Peculiaridades das eleições municipais vindouras deixarão muitos partidos sem vereadores - Blog Edison Silva

Peculiaridades das eleições municipais vindouras deixarão muitos partidos sem vereadores

 

Deputado federal André Figueiredo ao lado do prefeito Roberto Cláudio, respectivamente presidente do diretório estadual e de Fortaleza do PDT. Foto: site do PDT/CE.

O presidente estadual do PDT, deputado federal André Figueiredo, recentemente, falando para este Blog, disse ser pretensão do seu partido eleger, no pleito municipal do próximo ano, um total de aproximadamente 600 vereadores em todos os 184 municípios cearenses, de um total de 2.178 integrantes das Câmaras Municipais. Um número ambicioso pois, praticamente representa um terço de todo o contingente de edis cearenses, representantes da maioria dos 32 partidos legalmente instituídos no País.

Mas é factível. Até mesmo alguns dirigentes partidários ainda não atentaram, até aqui, para uma deveras importante peculiaridade das eleições vindouras; devida a legislação eleitoral modificada um ano antes da disputa eleitoral do ano passado, acabando com as coligações proporcionais, a partir de 2020. Em resumo: não há mais como as agremiações buscarem soluções para elegerem um ou dois dos seus filiados com o aproveitamento de votos de legenda conquistados por um aglomerado de candidatos de várias siglas. As coligações, porém, persistirão em relação aos candidatos a prefeito.

No entanto, todos os partidos terão que ter chapa própria de vereador. Nem todos, porém, reúnem filiados em condições competitivas de disputar uma vaga no Legislativo de seu Município. Pelas características de disputa majoritária, posto vencerem os mais votados nas respectivas legendas, cujo somatório dos votos superem o quociente eleitoral, a realidade apresentar-se-á menos atraente para a maioria dos filiados, sem contar com o fato da obrigatoriedade de cada chapa ter o mínimo de 30% de candidaturas femininas.

Com o rigor da Justiça Eleitoral na fiscalização das candidaturas femininas, mais difícil ficará, para legendas menores apresentarem chapa completa ao Legislativo. Tomando-se por exemplo a disputa em Fortaleza, cada partido terá de apresentar 21 candidatas. Quanto menor for o número de mulheres candidatas, menos homens poderão integrar a chapa. Os 30% exigidos são do total de candidatos apresentados. Ou seja, o partido que decidir apresentar apenas 15 candidatos para a disputa de vagas na Câmara Municipal de Fortaleza, destes, 5 terão que ser mulheres. Na Capital cada agremiação pode apresentar até 64 candidatos, além de um para prefeito e outro para vice-prefeito.

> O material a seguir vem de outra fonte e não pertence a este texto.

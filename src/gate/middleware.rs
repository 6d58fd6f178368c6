//! Gate middleware.
//! Enforces the gateway secret before the forward handler runs.

use axum::{
    body::Body,
    extract::State,
    http::{header::HeaderName, Request, StatusCode},
    middleware::Next,
    response::{IntoResponse, Response},
    Json,
};
use serde_json::json;
use std::sync::Arc;
use tracing::warn;

use crate::gate::{Decision, Gate};
use crate::observability::metrics;

/// Header carrying the shared secret from the trusted front-end proxy.
/// Lookup is case-insensitive per standard header semantics.
pub const X_GATEWAY_SECRET: HeaderName = HeaderName::from_static("x-gateway-secret");

/// State required by the gate middleware.
#[derive(Clone)]
pub struct GateState {
    pub gate: Arc<Gate>,
}

pub async fn gateway_secret_middleware(
    State(state): State<GateState>,
    request: Request<Body>,
    next: Next,
) -> Response {
    // Absent header is treated as an empty candidate, never as an error
    let provided = request
        .headers()
        .get(&X_GATEWAY_SECRET)
        .and_then(|v| v.to_str().ok())
        .unwrap_or("");

    match state
        .gate
        .evaluate(request.uri().path(), request.method(), provided)
    {
        Decision::Forward => {
            metrics::record_decision("forward");
            next.run(request).await
        }
        Decision::Reject => {
            // Never log or echo the provided value
            warn!(
                method = %request.method(),
                path = %request.uri().path(),
                "Gateway secret missing or invalid"
            );
            metrics::record_decision("reject");
            (StatusCode::FORBIDDEN, Json(json!({"detail": "Forbidden"}))).into_response()
        }
    }
}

Em razão dessa particularidade diferenciadora do pleito municipal vindouro para os já realizados, nas últimas décadas, estimuladoras de criação de novas agremiações, ao ponto de hoje superarmos três dezenas de partidos, poucos destes lograrão bom êxito na futura empreitada. Com o presidente do PDT pensando em eleger 600 vereadores, outros tantos vitoriosos pelo PSD, pelo PP, o PL e o PT, todos esses partidos com atividades mais consistentes e albergadas nas sombras palacianas, restará poucas vagas para todas as demais agremiações.

Realmente, pelo novo modelo, as maiores agremiações serão as mais beneficiadas. Os candidatos com efetivas potencialidades estão a elas filiados. Sem estes, fica difícil o partido somar o número mínimo de votos para eleger alguns dos seus. Em Fortaleza, para eleger um vereador, o partido terá que somar o mínimo de 30 mil votos. Não é fácil. Em 2016, a última eleição municipal, partidos como o MDB e o PSDB, só conseguiram eleger um vereador cada, somando, respectivamente, 33.280 votos e 43.694 votos.

Estas duas agremiações, apesar dos esforços que demonstram estar efetivando, preparando-se para 2020, como outras também nacionalmente conhecidas, poderão figurar no rol das mais atingidas ao fim da disputa do próximo ano.